If the instrument has a passive pickup (no active preamp), the 1/4" line input on the mixer will load the pickup down, owing to the input's comparatively low impedance (usually between 10K and 20k). If the pickup is a Piezo, this will result in a very thin and nasty sound.

Going into a DI (which converts the interface to a balanced line) as close to the instrument as possible will insure that noise reduction is maximized.

A DI is designed to feed a console mic input. Owing to the very low (commonly 2k) impedance of a console mic input, the use of very long cables (such as 100' or more of snake to FOH) will result in much less high frequency rolloff than running a long line directly from the instrument to the mixer.


----------



## museav (Jan 30, 2009)

mbenonis said:


> Generally speaking, why is it necessary to use a Direct Box when plugging a guitar into a console?


Because the sound tech told you to, that should be good enough reason, do not question them!


----------



## renegadeblack (Jan 31, 2009)

Because it changes XLR to 1/4 inch easily


----------



## Chuckiemhs (Feb 5, 2009)

In an installation where the architect only provided XLR Balanced inputs for the wall jacks, a D.I. Box is the best way to convert from 1/4" M - XLR M for plugging into the system.

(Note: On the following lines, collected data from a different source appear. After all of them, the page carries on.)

use std::path::PathBuf;

use anyhow::Context;
use clap::{Parser, Subcommand};
use sqlx::postgres::PgPoolOptions;
use tracing::warn;
use tracing_subscriber::{layer::SubscriberExt, util::SubscriberInitExt, EnvFilter};
use uuid::Uuid;

mod advisory;
mod catalog;
mod db;
mod difficulty;
mod export;
mod import;
mod models;
mod report;
mod stats;

use advisory::{UsagePurpose, UsageQuota};
use catalog::Catalogs;
use models::RelationType;

#[derive(Parser)]
#[command(name = "class-reassign")]
#[command(about = "Class reassignment planning with difficulty scoring and balance statistics", long_about = None)]
struct Cli {
    /// JSON file replacing the built-in tag catalogs
    #[arg(long, global = true)]
    catalog: Option<PathBuf>,
    #[command(subcommand)]
    command: Commands,
}

#[derive(Subcommand)]
enum Commands {
    /// Create or upgrade the database schema
    InitDb,
    /// Load a sample project
    Seed,
    /// Import students from a roster CSV
    Import {
        #[arg(long)]
        project: Uuid,
        #[arg(long)]
        csv: PathBuf,
    },
    /// Write an empty roster sheet to fill in before importing
    Template {
        #[arg(long, default_value = "roster_template.csv")]
        out: PathBuf,
    },
    /// Write summary, roster, relationship and per-class CSVs
    Export {
        #[arg(long)]
        project: Uuid,
        #[arg(long, default_value = "export")]
        out_dir: PathBuf,
    },
    /// List students with their difficulty level
    Level {
        #[arg(long)]
        project: Uuid,
        /// Only students placed in this target class
        #[arg(long)]
        class: Option<i32>,
    },
    /// Print per-class balance statistics
    Stats {
        #[arg(long)]
        project: Uuid,
        #[arg(long)]
        json: bool,
    },
    /// Generate a markdown balance report
    Report {
        #[arg(long)]
        project: Uuid,
        #[arg(long, default_value = "report.md")]
        out: PathBuf,
    },
    /// Place a student in a target class
    Assign {
        #[arg(long)]
        project: Uuid,
        #[arg(long)]
        student: Uuid,
        #[arg(long)]
        class: i32,
    },
    /// Return a student to the unassigned pool
    Unassign {
        #[arg(long)]
        project: Uuid,
        #[arg(long)]
        student: Uuid,
    },
    /// Record a conflict or friendly relationship
    Relate {
        #[arg(long)]
        project: Uuid,
        #[arg(long)]
        student: Uuid,
        #[arg(long)]
        target: Uuid,
        #[arg(long, value_enum)]
        kind: RelationType,
    },
    /// Write the advisory prompt for the generative model
    Prompt {
        #[arg(long)]
        project: Uuid,
        #[arg(long, value_enum)]
        purpose: UsagePurpose,
        #[arg(long, default_value = "prompt.txt")]
        out: PathBuf,
    },
    /// Read a saved model response, apply it and count the use
    Advise {
        #[arg(long)]
        project: Uuid,
        #[arg(long)]
        user: String,
        #[arg(long, value_enum)]
        purpose: UsagePurpose,
        #[arg(long)]
        response: PathBuf,
    },
    /// Show remaining AI uses for a user
    Usage {
        #[arg(long)]
        project: Uuid,
        #[arg(long)]
        user: String,
    },
}

fn init_tracing() {
    let filter = EnvFilter::try_from_default_env().unwrap_or_else(|_| EnvFilter::new("warn"));
    tracing_subscriber::registry()
        .with(filter)
        .with(tracing_subscriber::fmt::layer().with_writer(std::io::stderr))
        .init();
}

fn describe_placement(student: &models::Student) -> String {
    match student.target_class {
        Some(class) => format!("from class {}, placed in class {class}", student.current_class),
        None => format!("from class {}, unassigned", student.current_class),
    }
}

#[tokio::main]
async fn main() -> anyhow::Result<()> {
    init_tracing();
    let cli = Cli::parse();
    let catalogs = match &cli.catalog {
        Some(path) => Catalogs::load(path)?,
        None => Catalogs::builtin()?,
    };

    if let Commands::Template { out } = &cli.command {
        let file = std::fs::File::create(out)
            .with_context(|| format!("failed to create {}", out.display()))?;
        export::write_roster_template(file, &catalogs)?;
        println!("Template written to {}.", out.display());
        return Ok(());
    }

    let database_url = std::env::var("DATABASE_URL")
        .context("DATABASE_URL must be set to a Postgres instance")?;

    let pool = PgPoolOptions::new()
        .max_connections(5)
        .connect(&database_url)
        .await
        .context("failed to connect to Postgres")?;

    match cli.command {
        // written before connecting
        Commands::Template { .. } => {}
        Commands::InitDb => {
            db::init_db(&pool).await?;
            println!("Schema ready.");
        }
        Commands::Seed => {
            let project_id = db::seed(&pool).await?;
            println!("Seed project {project_id} ready.");
        }
        Commands::Import { project, csv } => {
            let project = db::fetch_project(&pool, project).await?;
            let students = import::read_roster(&csv, &catalogs)?;
            let inserted = db::insert_students(&pool, project.id, &students).await?;
            println!("Imported {inserted} students into {}.", project.name);
        }
        Commands::Export { project, out_dir } => {
            let project = db::fetch_project(&pool, project).await?;
            let students = db::fetch_students(&pool, project.id).await?;
            let relationships = db::fetch_relationships(&pool, project.id).await?;
            let classes = stats::aggregate_all_classes(
                project.target_classes,
                &students,
                &relationships,
                &catalogs,
            );

            std::fs::create_dir_all(&out_dir)
                .with_context(|| format!("failed to create {}", out_dir.display()))?;
            let create = |name: &str| {
                let path = out_dir.join(name);
                std::fs::File::create(&path)
                    .with_context(|| format!("failed to create {}", path.display()))
            };
            export::write_class_summary(create("summary.csv")?, &classes)?;
            export::write_roster_detail(create("students.csv")?, &students, &catalogs)?;
            export::write_relationships(create("relationships.csv")?, &students, &relationships)?;
            for class_number in 1..=project.target_classes {
                let name = format!("class_{class_number}.csv");
                export::write_class_roster(create(name.as_str())?, class_number, &students)?;
            }
            println!("Export written to {}.", out_dir.display());
        }
        Commands::Level { project, class } => {
            let students = db::fetch_students(&pool, project).await?;
            let selected: Vec<_> = students
                .iter()
                .filter(|s| class.is_none() || s.target_class == class)
                .collect();

            if selected.is_empty() {
                println!("No students found.");
                return Ok(());
            }

            for student in selected {
                let difficulty = difficulty::compute_difficulty(
                    student,
                    &catalogs.behaviors,
                    &catalogs.special_notes,
                );
                println!(
                    "- {} ({}) score {} level {} [{}, {}]",
                    student.name,
                    describe_placement(student),
                    difficulty.score,
                    difficulty.level.number(),
                    difficulty.label,
                    difficulty.level.style()
                );
            }
        }
        Commands::Stats { project, json } => {
            let project = db::fetch_project(&pool, project).await?;
            let students = db::fetch_students(&pool, project.id).await?;
            let relationships = db::fetch_relationships(&pool, project.id).await?;
            let classes = stats::aggregate_all_classes(
                project.target_classes,
                &students,
                &relationships,
                &catalogs,
            );

            if json {
                println!("{}", serde_json::to_string_pretty(&classes)?);
                return Ok(());
            }

            let progress = stats::assignment_progress(&students);
            println!(
                "{}: {}/{} placed ({}%)",
                project.name, progress.assigned, progress.total, progress.percent
            );
            for class in &classes {
                let ranks = class
                    .rank_stats
                    .map(|r| format!("ranks {}-{} avg {:.1}", r.min, r.max, r.avg))
                    .unwrap_or_else(|| "no ranks".to_string());
                println!(
                    "- class {}: {} students ({} M / {} F), difficulty {}, conflicts {}, friendly {}, {}",
                    class.class_number,
                    class.total,
                    class.male,
                    class.female,
                    class.difficulty_score,
                    class.conflict_count,
                    class.friendly_count,
                    ranks
                );
            }
        }
        Commands::Report { project, out } => {
            let project = db::fetch_project(&pool, project).await?;
            let students = db::fetch_students(&pool, project.id).await?;
            let relationships = db::fetch_relationships(&pool, project.id).await?;
            let report = report::build_report(
                &project,
                chrono::Utc::now().date_naive(),
                &students,
                &relationships,
                &catalogs,
            );
            std::fs::write(&out, report)?;
            println!("Report written to {}.", out.display());
        }
        Commands::Assign {
            project,
            student,
            class,
        } => {
            let project = db::fetch_project(&pool, project).await?;
            db::set_target_class(&pool, &project, student, Some(class)).await?;
            println!("Student {student} placed in class {class}.");
        }
        Commands::Unassign { project, student } => {
            let project = db::fetch_project(&pool, project).await?;
            db::set_target_class(&pool, &project, student, None).await?;
            println!("Student {student} unassigned.");
        }
        Commands::Relate {
            project,
            student,
            target,
            kind,
        } => {
            let id = db::add_relationship(&pool, project, student, target, kind).await?;
            println!("Recorded {kind} relationship {id}.");
        }
        Commands::Prompt {
            project,
            purpose,
            out,
        } => {
            let project = db::fetch_project(&pool, project).await?;
            let students = db::fetch_students(&pool, project.id).await?;
            let relationships = db::fetch_relationships(&pool, project.id).await?;
            let prompt = match purpose {
                UsagePurpose::Analyze => {
                    let classes = stats::aggregate_all_classes(
                        project.target_classes,
                        &students,
                        &relationships,
                        &catalogs,
                    );
                    advisory::build_analysis_prompt(&classes, &catalogs)?
                }
                UsagePurpose::Assign => advisory::build_assignment_prompt(
                    &students,
                    &relationships,
                    project.target_classes,
                )?,
            };
            std::fs::write(&out, prompt)?;
            println!("Prompt written to {}.", out.display());
        }
        Commands::Advise {
            project,
            user,
            purpose,
            response,
        } => {
            let project = db::fetch_project(&pool, project).await?;
            let used = db::count_usage(&pool, project.id, &user, purpose).await?;
            UsageQuota::new(purpose, used).ensure_available(purpose)?;

            let text = std::fs::read_to_string(&response)
                .with_context(|| format!("failed to read {}", response.display()))?;

            match purpose {
                UsagePurpose::Analyze => {
                    let analysis = advisory::parse_analysis(&text)?;
                    db::record_usage(&pool, project.id, &user, purpose).await?;
                    for class in &analysis.class_analyses {
                        println!("- class {}: {}", class.class_number, class.summary);
                    }
                    println!("{}", analysis.overall_analysis.recommendations);
                }
                UsagePurpose::Assign => {
                    let suggestion = advisory::parse_assignments(&text)?;
                    let students = db::fetch_students(&pool, project.id).await?;
                    let plan = advisory::validate_assignments(
                        &suggestion.assignments,
                        &students,
                        project.target_classes,
                    );
                    for rejected in &plan.rejected {
                        warn!(
                            student = %rejected.student_id,
                            class = rejected.target_class,
                            reason = %rejected.reason,
                            "suggested assignment skipped"
                        );
                    }
                    let updated = db::apply_assignments(&pool, project.id, &plan.accepted).await?;
                    db::record_usage(&pool, project.id, &user, purpose).await?;
                    println!(
                        "Applied {updated} assignments, skipped {}.",
                        plan.rejected.len()
                    );
                    if !suggestion.reasoning.is_empty() {
                        println!("{}", suggestion.reasoning);
                    }
                }
            }

            let remaining = UsageQuota::new(purpose, used + 1).remaining;
            println!("{remaining} {} uses left.", purpose.as_str());
        }
        Commands::Usage { project, user } => {
            for purpose in [UsagePurpose::Assign, UsagePurpose::Analyze] {
                let used = db::count_usage(&pool, project, &user, purpose).await?;
                let quota = UsageQuota::new(purpose, used);
                println!(
                    "- {}: {} of {} used, {} left",
                    purpose.as_str(),
                    quota.used,
                    quota.limit,
                    quota.remaining
                );
            }
        }
    }

    Ok(())
}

The other options include an XLR-1/4" etc. adapter (shudder), or a franken-cable (1/4" F - XLR M, anyone?) put together by some desperate SE making spare parts work for him on performance day.


----------



## Dionysus (Feb 9, 2009)

The other reason for changing between 1/4" and XLR is not just because of balance, but also impedance. If you want to go a long way with a weak 1/4" signal... Well good luck. The DI (some more than others) will help you get a good clean, strong signal back at the console.


----------



## bhallerm (Feb 10, 2009)

DI's have more to do with impedance than actually converting anything. Audio consoles like two levels: mic, and line. Guitars, keyboards and the like are in this wonderful nebulous world of instrument level. When you look at it from a voltage standpoint it's almost half way between a mic and a line level. Passive DI's will make the signal useable by the previously mentioned XLR input. The board will see it more as a mic level signal. Active DI's can do either that, or boost it to a line level signal. If it was just about changing a plug, a couple radio shack adapters could do it. Not that it isn't tried everyday. 

BJH


----------



## mbenonis (Feb 10, 2009)

Mmmm, I think we're getting voltages and impedances mixed up here. 

Here's the answer, at least how I think about it. The output impedance of a guitar is very high, on the order of 1000's of ohms. The mic input impedance of a mic console isn't much higher (probably no more than 10 kOhms, likely less). In this situation, the console is said to "load" the guitar - that is, draw more power from it than it should. The Direct Box presents the guitar with a load impedance on the order of 100's of kOhms, so that it doesn't load it down. It then presents the board with a source impedance of a hundred or so ohms, so that the board doesn't load the direct box. In this way, we maximize voltage transfer and minimize power transfer.

A side note, which might be useful to some. If impedances are matched (that is, output impedance equals input impedance), then we obtain the maximum possible power transfer. If they are very unbalanced (that is, source << load impedance), then we maximize voltage and minimize power transfer. We could also do it the other way (load << source), but then we get like zero volts across our load, which isn't terribly useful.

That make any sense to anyone?


----------



## museav (Feb 15, 2009)

A DI potentially has several functions. Presenting the proper load to many devices is certainly one of them. However, DIs also step down the nominally line level signals to a mic level output, can provide isolation and convert unbalanced inputs like guitar outputs to a balanced signal. So for the guitar example, a DI essentially provides the proper loads to the instrument and console, converts the nominal line level signal to mic level and adapts the unbalanced, 1/4" TS guitar signal to a balanced, XLR output in order to interface the guitar to a standard mic input. The DI also provides isolation of the instrument from the system and many DIs offer ground lift switches (which lift the signal ground, not the power ground) to potentially address ground loops. Some DIs even provide stereo to mono summing, not typically used for the guitar example but good for keyboards, etc.

The input impedance of the DI box is also sometimes a reason for selecting between either an active or passive DI. Some electronics, such as passive guitar and bass pickups, like to see a very high input impedance and active DIs often have input impedances several times that of most passive DI boxes, so you often see active DIs used for instruments with passive pickups. Active DI boxes are also often better for driving very long runs. On the flip side, passive DI boxes can sometimes handle greater input levels and transformer style passive DIs sound more 'musical' when overdriven as you are saturating the transformer rather than clipping a circuit.

However, there can be great differences in transformer based passive DI boxes and where quality is important, especially at low frequencies, the added cost of a high quality Jensen or Lundahl transformer based product is usually a good investment.


----------